• [WHAT IS NEEDED] Search the material below for the string "Serialize" and extract each line that has it.

• • •

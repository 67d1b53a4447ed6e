//! Unified API error handling.
//!
//! Every endpoint returns errors in one JSON envelope with a
//! machine-readable code and an HTTP status derived from it.

use axum::{
    http::StatusCode,
    response::{IntoResponse, Response},
    Json,
};
use serde::{Deserialize, Serialize};

use crate::captioner::CaptionerError;
use crate::db::StoreError;
use crate::workflow::WorkflowError;

/// Error codes for API responses
#[derive(Debug, Clone, Copy, PartialEq, Eq, Serialize, Deserialize)]
#[serde(rename_all = "snake_case")]
pub enum ErrorCode {
    /// Malformed input: email, URL, password, missing fields.
    ValidationError,
    /// Uniform login failure. Never distinguishes unknown email from a
    /// wrong password, so the endpoint cannot be used to enumerate
    /// accounts.
    AuthFailure,
    DuplicateEmail,
    CodeMismatch,
    UserNotFound,
    MailDispatchFailure,
    /// Captioning or mail collaborator returned non-success or was
    /// unreachable. Surfaced, never retried.
    UpstreamServiceError,
    DatabaseError,
    InternalError,
}

impl ErrorCode {
    pub fn status_code(&self) -> StatusCode {
        match self {
            ErrorCode::ValidationError => StatusCode::BAD_REQUEST,
            ErrorCode::AuthFailure => StatusCode::UNAUTHORIZED,
            ErrorCode::DuplicateEmail => StatusCode::CONFLICT,
            ErrorCode::CodeMismatch => StatusCode::BAD_REQUEST,
            ErrorCode::UserNotFound => StatusCode::NOT_FOUND,
            ErrorCode::MailDispatchFailure => StatusCode::INTERNAL_SERVER_ERROR,
            ErrorCode::UpstreamServiceError => StatusCode::BAD_GATEWAY,
            ErrorCode::DatabaseError => StatusCode::INTERNAL_SERVER_ERROR,
            ErrorCode::InternalError => StatusCode::INTERNAL_SERVER_ERROR,
        }
    }

    pub fn as_str(&self) -> &'static str {
        match self {
            ErrorCode::ValidationError => "validation_error",
            ErrorCode::AuthFailure => "auth_failure",
            ErrorCode::DuplicateEmail => "duplicate_email",
            ErrorCode::CodeMismatch => "code_mismatch",
            ErrorCode::UserNotFound => "user_not_found",
            ErrorCode::MailDispatchFailure => "mail_dispatch_failure",
            ErrorCode::UpstreamServiceError => "upstream_service_error",
            ErrorCode::DatabaseError => "database_error",
            ErrorCode::InternalError => "internal_error",
        }
    }
}

/// The inner error object in the response
#[derive(Debug, Serialize, Deserialize)]
pub struct ErrorBody {
    pub code: String,
    pub message: String,
}

/// The full error response envelope
#[derive(Debug, Serialize, Deserialize)]
pub struct ErrorResponse {
    pub error: ErrorBody,
}

/// Unified API error type
#[derive(Debug)]
pub struct ApiError {
    code: ErrorCode,
    status: StatusCode,
    message: String,
}

impl ApiError {
    pub fn new(code: ErrorCode, message: impl Into<String>) -> Self {
        Self {
            status: code.status_code(),
            code,
            message: message.into(),
        }
    }

    pub fn with_status(mut self, status: StatusCode) -> Self {
        self.status = status;
        self
    }

    pub fn code(&self) -> ErrorCode {
        self.code
    }

    pub fn status(&self) -> StatusCode {
        self.status
    }

    pub fn message(&self) -> &str {
        &self.message
    }

    // -------------------------------------------------------------------
    // Convenience constructors
    // -------------------------------------------------------------------

    pub fn validation(message: impl Into<String>) -> Self {
        Self::new(ErrorCode::ValidationError, message)
    }

    /// The one and only login failure. Same code, status and message for
    /// every cause.
    pub fn auth_failure() -> Self {
        Self::new(ErrorCode::AuthFailure, "Invalid credentials")
    }

    pub fn duplicate_email() -> Self {
        Self::new(ErrorCode::DuplicateEmail, "An account with this email already exists")
    }

    pub fn code_mismatch() -> Self {
        Self::new(ErrorCode::CodeMismatch, "Invalid verification code")
    }

    pub fn user_not_found() -> Self {
        Self::new(ErrorCode::UserNotFound, "User not found")
    }

    pub fn mail_dispatch(message: impl Into<String>) -> Self {
        Self::new(ErrorCode::MailDispatchFailure, message)
    }

    pub fn upstream(message: impl Into<String>) -> Self {
        Self::new(ErrorCode::UpstreamServiceError, message)
    }

    pub fn internal(message: impl Into<String>) -> Self {
        Self::new(ErrorCode::InternalError, message)
    }
}

impl IntoResponse for ApiError {
    fn into_response(self) -> Response {
        let response = ErrorResponse {
            error: ErrorBody {
                code: self.code.as_str().to_string(),
                message: self.message,
            },
        };

        (self.status, Json(response)).into_response()
    }
}

impl std::fmt::Display for ApiError {
    fn fmt(&self, f: &mut std::fmt::Formatter<'_>) -> std::fmt::Result {
        write!(f, "[{}] {}", self.code.as_str(), self.message)
    }
}

impl std::error::Error for ApiError {}

// -------------------------------------------------------------------------
// Conversions from internal error types
// -------------------------------------------------------------------------

impl From<sqlx::Error> for ApiError {
    fn from(err: sqlx::Error) -> Self {
        tracing::error!("Database error: {}", err);
        ApiError::new(ErrorCode::DatabaseError, "A database error occurred")
    }
}

impl From<StoreError> for ApiError {
    fn from(err: StoreError) -> Self {
        match err {
            StoreError::DuplicateEmail => ApiError::duplicate_email(),
            StoreError::Database(e) => e.into(),
        }
    }
}

impl From<CaptionerError> for ApiError {
    fn from(err: CaptionerError) -> Self {
        tracing::error!("Captioning service error: {}", err);
        ApiError::upstream(err.to_string())
    }
}

impl From<WorkflowError> for ApiError {
    fn from(err: WorkflowError) -> Self {
        match err {
            WorkflowError::InvalidUrl
            | WorkflowError::NoImage
            | WorkflowError::NoCaptions
            | WorkflowError::NoSelection
            | WorkflowError::SelectionOutOfRange { .. } => ApiError::validation(err.to_string()),
            WorkflowError::Service(e) => e.into(),
        }
    }
}
//! duogit: one set of git operations, two interchangeable backends.
//!
//! Presents a uniform repository operation surface (commit, checkout,
//! branch, clone, push, log, staged revert, ignore check) that dispatches
//! per call to either an external `git` executable invoked as a subprocess
//! ([`CommandBackend`]) or an in-process libgit2 implementation
//! ([`LibraryBackend`]). Both backends produce observably equivalent results
//! for every operation, including the edge cases: empty repositories,
//! detached HEAD, non-fast-forward pushes.
//!
//! # Backend selection
//!
//! A persisted external flag (see [`settings`]) selects the backend; it is
//! re-read on every call, so a long-running process honors flag changes
//! immediately.
//!
//! # Example
//!
//! ```ignore
//! use std::path::Path;
//!
//! let repo = Path::new("/path/to/repo");
//! duogit::add_all(repo)?;
//! let oid = duogit::commit(repo, "Checkpoint", false)?;
//! duogit::stage_to_revert(repo, &older_commit)?;
//! duogit::commit(repo, "Restore previous version", false)?;
//! ```

pub mod backend;
pub mod error;
mod history;
pub mod ops;
pub mod settings;
pub mod status_matrix;

pub use backend::{CloneOptions, CommandBackend, CommitRecord, GitBackend, LibraryBackend, Oid};
pub use error::{GitError, Result};
pub use ops::*;
pub use settings::BackendKind;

• • •

• [EXERCISE RESPONSE]
use serde::{Deserialize, Serialize};
#[derive(Debug, Clone, Copy, PartialEq, Eq, Serialize, Deserialize)]
#[derive(Debug, Serialize, Deserialize)]
#[derive(Debug, Serialize, Deserialize)]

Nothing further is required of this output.